# Task to complete
Among the lines of this listing, count those that include "domain" and state the count by itself.

# Data records
Start of Block
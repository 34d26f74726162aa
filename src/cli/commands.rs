use crate::core::file_selector::{load_selected_files, load_tree_files, run_selector, tree_root};
use crate::core::presets::{PRESET_PROMPTS, find_preset};
use crate::core::selection::{Session, normalize_path};
use crate::core::suggestions::suggest;
use crate::core::token_estimator::format_token_count;
use crate::core::tree_renderer::render_path_tree;
use crate::domain::errors::SelectionError;
use crate::domain::models::{CompiledDocument, ComposeConfig, FileTreeNode, PromptPayload};
use crate::infra::file_service::{FileService, HttpFileService};
use crate::infra::file_system::{DEFAULT_EXCLUDES, LocalFileService};
use crate::infra::logger::setup_logger;
use crate::infra::output::{OutputTarget, write_output};
use crate::infra::prompt_store::PromptStore;
use anyhow::Context;
use clap::{Parser, Subcommand};
use log::{debug, info, warn};
use std::fs;
use std::path::PathBuf;

#[derive(Parser)]
#[command(name = "super-prompt")]
#[command(
    about = "Combine system instructions, a prompt and project files into one LLM prompt",
    long_about = None
)]
pub struct Cli {
    #[command(subcommand)]
    pub command: Commands,

    #[arg(short, long, action = clap::ArgAction::Count, global = true)]
    pub verbose: u8,

    /// Base URL of the Super Prompt backend
    #[arg(
        long,
        env = "SUPER_PROMPT_API_URL",
        default_value = HttpFileService::DEFAULT_BASE_URL,
        global = true
    )]
    pub api_url: String,

    /// Location of the saved system prompt
    #[arg(long, global = true)]
    pub store: Option<PathBuf>,
}

#[derive(Subcommand)]
pub enum Commands {
    /// Compile a prompt from selected files
    Compile {
        /// Project directory (remote directory with --remote)
        #[arg(long, default_value = ".")]
        path: String,

        /// Include this file; repeatable. Skips the interactive picker.
        #[arg(long = "file", value_name = "PATH")]
        files: Vec<String>,

        #[arg(long, default_value = DEFAULT_EXCLUDES)]
        exclude: String,

        /// Include every file under --path
        #[arg(long)]
        auto: bool,

        #[arg(long, conflicts_with_all = ["system_file", "preset"])]
        system: Option<String>,

        #[arg(long, conflicts_with = "preset")]
        system_file: Option<PathBuf>,

        /// Use a built-in system prompt (see `system-prompt presets`)
        #[arg(long)]
        preset: Option<String>,

        #[arg(long)]
        prompt: Option<String>,

        #[arg(long, conflicts_with = "prompt")]
        prompt_file: Option<PathBuf>,

        /// Add a project-structure section
        #[arg(long)]
        tree: bool,

        /// Read files from the backend instead of the local disk
        #[arg(long)]
        remote: bool,

        /// Let the backend compile the prompt
        #[arg(long)]
        server: bool,

        #[arg(long)]
        output: Option<String>,

        #[arg(long)]
        clipboard: bool,
    },

    /// Inspect and change the backend file store
    Files {
        /// Serve from this local directory instead of the backend
        #[arg(long, value_name = "DIR")]
        local: Option<String>,

        #[command(subcommand)]
        action: FilesAction,
    },

    /// Suggest improvements for a prompt
    Suggest {
        #[arg(long)]
        prompt: String,

        /// Ask the backend instead of the built-in rules
        #[arg(long)]
        server: bool,
    },

    /// Manage the saved system prompt
    SystemPrompt {
        #[command(subcommand)]
        action: SystemPromptAction,
    },
}

#[derive(Subcommand)]
pub enum FilesAction {
    Cwd,
    List,
    Content {
        path: String,
    },
    Tree {
        #[arg(default_value = "")]
        path: String,

        #[arg(long)]
        json: bool,
    },
    Upload {
        file: PathBuf,
    },
    Delete {
        path: String,
    },
}

#[derive(Subcommand)]
pub enum SystemPromptAction {
    Save { text: String },
    Load,
    Clear,
    Presets,
}

pub fn run() -> anyhow::Result<()> {
    let cli = Cli::parse();

    setup_logger(cli.verbose)?;

    match cli.command {
        Commands::Compile {
            path,
            files,
            exclude,
            auto,
            system,
            system_file,
            preset,
            prompt,
            prompt_file,
            tree,
            remote,
            server,
            output,
            clipboard,
        } => {
            info!("Starting compile command");
            debug!(
                "Command parameters: path={}, files={:?}, exclude={}, auto={}, tree={}, remote={}, server={}, output={:?}",
                path, files, exclude, auto, tree, remote, server, output
            );

            let store = open_store(cli.store);
            let config = ComposeConfig {
                root_path: path,
                files,
                exclude_patterns: split_patterns(&exclude),
                system_prompt: resolve_system_prompt(system, system_file, preset, store.as_ref())?,
                main_prompt: resolve_main_prompt(prompt, prompt_file)?,
                include_tree: tree,
                auto_select: auto,
                remote,
                server_compile: server,
                output_path: output,
                clipboard_output: clipboard,
            };

            match compile(&config, &cli.api_url) {
                Err(e)
                    if e.downcast_ref::<SelectionError>()
                        == Some(&SelectionError::UserCancelled) =>
                {
                    info!("Selection cancelled, nothing written");
                    Ok(())
                }
                result => result,
            }
        }
        Commands::Files { local, action } => {
            let service = connect(
                local.is_none(),
                &cli.api_url,
                local.as_deref().unwrap_or("."),
                split_patterns(DEFAULT_EXCLUDES),
            )?;
            files_command(service.as_ref(), local.is_none(), action)
        }
        Commands::Suggest { prompt, server } => {
            let suggestions = if server {
                let service = HttpFileService::new(&cli.api_url)?;
                service.suggestions(&PromptPayload::new("", &prompt, &[]))?
            } else {
                suggest(&prompt)
            };

            if suggestions.is_empty() {
                println!("No suggestions, the prompt covers the basics.");
            }
            for suggestion in suggestions {
                println!("- {}", suggestion);
            }
            Ok(())
        }
        Commands::SystemPrompt { action } => system_prompt_command(open_store(cli.store), action),
    }
}

fn split_patterns(raw: &str) -> Vec<String> {
    raw.split(',')
        .map(str::trim)
        .filter(|s| !s.is_empty())
        .map(str::to_string)
        .collect()
}

fn open_store(path: Option<PathBuf>) -> Option<PromptStore> {
    path.or_else(PromptStore::default_location).map(PromptStore::new)
}

/// Flag, file or preset, in that order; otherwise the saved prompt, if any.
fn resolve_system_prompt(
    system: Option<String>,
    system_file: Option<PathBuf>,
    preset: Option<String>,
    store: Option<&PromptStore>,
) -> anyhow::Result<String> {
    if let Some(text) = system {
        return Ok(text);
    }
    if let Some(path) = system_file {
        return fs::read_to_string(&path)
            .with_context(|| format!("Failed to read system prompt from {}", path.display()));
    }
    if let Some(key) = preset {
        return find_preset(&key)
            .map(|p| p.prompt.to_string())
            .ok_or_else(|| anyhow::anyhow!("Unknown preset '{}'", key));
    }

    match store.map(PromptStore::load) {
        Some(Ok(Some(saved))) => {
            info!("Using saved system prompt");
            Ok(saved)
        }
        Some(Err(e)) => {
            warn!("Ignoring saved system prompt: {}", e);
            Ok(String::new())
        }
        _ => Ok(String::new()),
    }
}

fn resolve_main_prompt(
    prompt: Option<String>,
    prompt_file: Option<PathBuf>,
) -> anyhow::Result<String> {
    match (prompt, prompt_file) {
        (Some(text), _) => Ok(text),
        (None, Some(path)) => fs::read_to_string(&path)
            .with_context(|| format!("Failed to read prompt from {}", path.display())),
        (None, None) => Ok(String::new()),
    }
}

fn connect(
    remote: bool,
    api_url: &str,
    root: &str,
    exclude_patterns: Vec<String>,
) -> anyhow::Result<Box<dyn FileService>> {
    if remote {
        Ok(Box::new(HttpFileService::new(api_url)?))
    } else {
        Ok(Box::new(LocalFileService::new(root, exclude_patterns)))
    }
}

/// Directory a tree scan starts from. Remote scans without an explicit path use
/// the project around the backend's `server` directory; local ones the service root.
fn scan_root(service: &dyn FileService, remote: bool, path: &str) -> anyhow::Result<String> {
    let explicit = !path.is_empty() && path != ".";
    Ok(match (remote, explicit) {
        (_, true) => path.to_string(),
        (true, false) => project_root(&service.cwd()?).to_string(),
        (false, false) => String::new(),
    })
}

fn fetch_tree(
    service: &dyn FileService,
    remote: bool,
    path: &str,
) -> anyhow::Result<FileTreeNode> {
    let root = scan_root(service, remote, path)?;
    Ok(service.directory_tree(&root)?)
}

fn project_root(cwd: &str) -> &str {
    cwd.split("/server").next().unwrap_or(cwd)
}

fn compile(config: &ComposeConfig, api_url: &str) -> anyhow::Result<()> {
    let service = connect(
        config.remote,
        api_url,
        &config.root_path,
        config.exclude_patterns.clone(),
    )?;

    let mut session = Session {
        system_prompt: config.system_prompt.clone(),
        main_prompt: config.main_prompt.clone(),
        include_tree: config.include_tree,
        ..Session::default()
    };

    if !config.files.is_empty() {
        info!("Loading {} requested files", config.files.len());
        let root = if config.remote {
            Some(scan_root(service.as_ref(), true, &config.root_path)?)
        } else {
            None
        };
        let files = load_selected_files(service.as_ref(), &config.files, root.as_deref());
        session.selection.replace_all(files);
    } else {
        info!("Scanning for files in {}", config.root_path);
        // A local --path is already the service root.
        let scope = if config.remote {
            config.root_path.as_str()
        } else {
            ""
        };
        let tree = fetch_tree(service.as_ref(), config.remote, scope)?;

        if config.auto_select {
            info!("Auto-selecting all {} files", tree.file_count());
            session
                .selection
                .replace_all(load_tree_files(service.as_ref(), &tree));
        } else {
            session = run_selector(service.as_ref(), tree, session)?;
        }
    }

    let document = if config.server_compile {
        info!("Compiling on the server");
        let response = service.compile_prompt(&session.payload())?;
        for suggestion in &response.suggestions {
            info!("Suggestion: {}", suggestion);
        }
        CompiledDocument {
            text: response.compiled_prompt,
            ..session.document()
        }
    } else {
        session.document()
    };

    info!("Writing output");
    let target = OutputTarget::from_options(config.output_path.clone(), config.clipboard_output);
    write_output(&document, &target)
}

fn files_command(
    service: &dyn FileService,
    remote: bool,
    action: FilesAction,
) -> anyhow::Result<()> {
    match action {
        FilesAction::Cwd => println!("{}", service.cwd()?),
        FilesAction::List => {
            for file in service.list_files()? {
                println!("{}\t{}", file.path, file.kind);
            }
        }
        FilesAction::Content { path } => {
            let content = service.file_content(&path)?;
            println!("{}", content.content);
            eprintln!("{} tokens", format_token_count(content.token_count));
        }
        FilesAction::Tree { path, json } => {
            let tree = fetch_tree(service, remote, &path)?;
            if json {
                println!("{}", serde_json::to_string_pretty(&tree)?);
            } else {
                let root = tree_root(&tree);
                let paths: Vec<String> = tree
                    .files()
                    .iter()
                    .map(|f| normalize_path(&f.path, root))
                    .collect();
                println!("{}", render_path_tree(&paths));
            }
        }
        FilesAction::Upload { file } => {
            let name = file
                .file_name()
                .map(|n| n.to_string_lossy().to_string())
                .with_context(|| format!("Not a file: {}", file.display()))?;
            let bytes = fs::read(&file)
                .with_context(|| format!("Failed to read {}", file.display()))?;
            let uploaded = service.upload_file(&name, bytes)?;
            println!("Uploaded {} -> {}", name, uploaded.path);
        }
        FilesAction::Delete { path } => {
            service.delete_file(&path)?;
            println!("Deleted {}", path);
        }
    }
    Ok(())
}

fn system_prompt_command(
    store: Option<PromptStore>,
    action: SystemPromptAction,
) -> anyhow::Result<()> {
    if let SystemPromptAction::Presets = action {
        for preset in PRESET_PROMPTS.iter() {
            println!("{:<12} {:<12} {}", preset.key, preset.name, preset.prompt);
        }
        return Ok(());
    }

    let store = store.context("No config directory available; pass --store")?;
    match action {
        SystemPromptAction::Save { text } => {
            store.save(&text)?;
            println!("Saved system prompt to {}", store.path().display());
        }
        SystemPromptAction::Load => match store.load()? {
            Some(saved) => println!("{}", saved),
            None => eprintln!("No saved system prompt"),
        },
        SystemPromptAction::Clear => {
            if store.clear()? {
                println!("Cleared saved system prompt");
            } else {
                eprintln!("No saved system prompt");
            }
        }
        SystemPromptAction::Presets => {}
    }
    Ok(())
}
End of Block
# Finished exercise
2